■ **About this exercise**: Would you reproduce, without any alteration, the lines from the opening line of the entries through the line that has "pub enum AtlasError" in it?

[Collected data]
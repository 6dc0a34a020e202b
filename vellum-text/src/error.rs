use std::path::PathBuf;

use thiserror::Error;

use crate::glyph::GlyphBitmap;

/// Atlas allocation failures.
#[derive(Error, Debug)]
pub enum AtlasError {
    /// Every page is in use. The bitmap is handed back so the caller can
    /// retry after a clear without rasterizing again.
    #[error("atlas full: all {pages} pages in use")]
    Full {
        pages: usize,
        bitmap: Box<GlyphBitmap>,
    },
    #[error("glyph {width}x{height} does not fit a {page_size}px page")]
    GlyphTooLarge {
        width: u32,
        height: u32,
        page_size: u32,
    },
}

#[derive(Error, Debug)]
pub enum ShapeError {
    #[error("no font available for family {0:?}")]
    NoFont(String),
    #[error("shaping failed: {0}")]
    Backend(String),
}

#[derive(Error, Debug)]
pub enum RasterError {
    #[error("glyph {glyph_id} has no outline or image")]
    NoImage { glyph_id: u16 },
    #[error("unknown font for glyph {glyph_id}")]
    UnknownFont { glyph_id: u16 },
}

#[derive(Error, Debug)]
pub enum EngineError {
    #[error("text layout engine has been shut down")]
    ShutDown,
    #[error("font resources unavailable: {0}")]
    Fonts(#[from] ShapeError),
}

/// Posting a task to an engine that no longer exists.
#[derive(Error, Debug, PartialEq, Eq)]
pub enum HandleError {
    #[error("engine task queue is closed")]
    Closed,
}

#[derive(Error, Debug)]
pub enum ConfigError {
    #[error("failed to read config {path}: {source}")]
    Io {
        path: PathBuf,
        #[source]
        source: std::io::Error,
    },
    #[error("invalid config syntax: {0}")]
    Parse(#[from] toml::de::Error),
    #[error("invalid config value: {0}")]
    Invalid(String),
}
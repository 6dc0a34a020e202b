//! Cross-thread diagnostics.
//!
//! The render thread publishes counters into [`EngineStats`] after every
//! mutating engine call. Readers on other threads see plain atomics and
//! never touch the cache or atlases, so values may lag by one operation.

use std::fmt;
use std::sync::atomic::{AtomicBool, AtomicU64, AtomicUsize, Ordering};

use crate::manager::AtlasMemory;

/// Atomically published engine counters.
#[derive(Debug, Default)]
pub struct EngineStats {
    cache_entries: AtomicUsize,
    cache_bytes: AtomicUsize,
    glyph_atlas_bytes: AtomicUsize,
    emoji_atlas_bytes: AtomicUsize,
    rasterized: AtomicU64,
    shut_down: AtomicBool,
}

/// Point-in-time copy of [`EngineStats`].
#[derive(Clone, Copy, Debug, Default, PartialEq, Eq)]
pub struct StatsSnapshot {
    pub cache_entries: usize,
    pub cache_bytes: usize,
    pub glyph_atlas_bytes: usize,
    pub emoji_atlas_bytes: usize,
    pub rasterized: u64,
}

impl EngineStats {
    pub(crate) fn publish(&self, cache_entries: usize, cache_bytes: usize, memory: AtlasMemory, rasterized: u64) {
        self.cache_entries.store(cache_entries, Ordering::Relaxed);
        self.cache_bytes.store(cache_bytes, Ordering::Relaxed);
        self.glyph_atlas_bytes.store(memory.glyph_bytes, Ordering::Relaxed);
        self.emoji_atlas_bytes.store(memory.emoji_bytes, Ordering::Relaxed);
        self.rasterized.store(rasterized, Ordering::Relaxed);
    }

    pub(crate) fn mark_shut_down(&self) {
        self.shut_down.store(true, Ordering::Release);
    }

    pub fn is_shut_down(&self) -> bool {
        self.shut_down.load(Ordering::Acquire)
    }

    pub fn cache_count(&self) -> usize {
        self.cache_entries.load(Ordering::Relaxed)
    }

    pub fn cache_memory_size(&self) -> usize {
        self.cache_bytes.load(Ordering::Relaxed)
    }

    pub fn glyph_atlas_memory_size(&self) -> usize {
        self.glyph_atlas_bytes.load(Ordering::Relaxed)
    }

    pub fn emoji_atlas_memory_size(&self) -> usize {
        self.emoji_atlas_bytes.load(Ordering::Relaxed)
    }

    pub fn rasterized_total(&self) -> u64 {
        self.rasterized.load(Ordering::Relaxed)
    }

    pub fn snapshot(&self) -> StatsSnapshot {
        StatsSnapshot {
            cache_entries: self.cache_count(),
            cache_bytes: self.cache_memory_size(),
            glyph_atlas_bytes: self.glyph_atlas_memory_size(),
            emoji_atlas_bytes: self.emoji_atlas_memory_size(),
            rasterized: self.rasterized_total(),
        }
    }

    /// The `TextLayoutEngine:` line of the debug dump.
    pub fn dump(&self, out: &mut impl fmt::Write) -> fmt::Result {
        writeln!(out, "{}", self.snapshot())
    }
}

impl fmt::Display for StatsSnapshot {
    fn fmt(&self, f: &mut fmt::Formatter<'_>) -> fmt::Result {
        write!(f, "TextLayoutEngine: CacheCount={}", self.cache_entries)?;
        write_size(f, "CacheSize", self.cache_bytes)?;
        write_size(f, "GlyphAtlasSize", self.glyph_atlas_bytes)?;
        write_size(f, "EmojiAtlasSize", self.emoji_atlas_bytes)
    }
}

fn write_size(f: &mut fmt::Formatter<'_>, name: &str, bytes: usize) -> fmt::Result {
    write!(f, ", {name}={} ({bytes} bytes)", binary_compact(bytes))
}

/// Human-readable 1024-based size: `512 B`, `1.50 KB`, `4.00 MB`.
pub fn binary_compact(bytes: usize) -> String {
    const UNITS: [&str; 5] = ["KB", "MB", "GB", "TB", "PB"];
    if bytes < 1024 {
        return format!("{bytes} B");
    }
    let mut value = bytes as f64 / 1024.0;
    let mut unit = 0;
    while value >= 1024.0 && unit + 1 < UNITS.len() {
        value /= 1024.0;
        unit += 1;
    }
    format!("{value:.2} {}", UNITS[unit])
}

■ **Result for this task**:
repository 6dc0a34a020e202b
filename vellum-text/src/error.rs
use std::path::PathBuf;

use thiserror::Error;

use crate::glyph::GlyphBitmap;

/// Atlas allocation failures.
#[derive(Error, Debug)]
pub enum AtlasError {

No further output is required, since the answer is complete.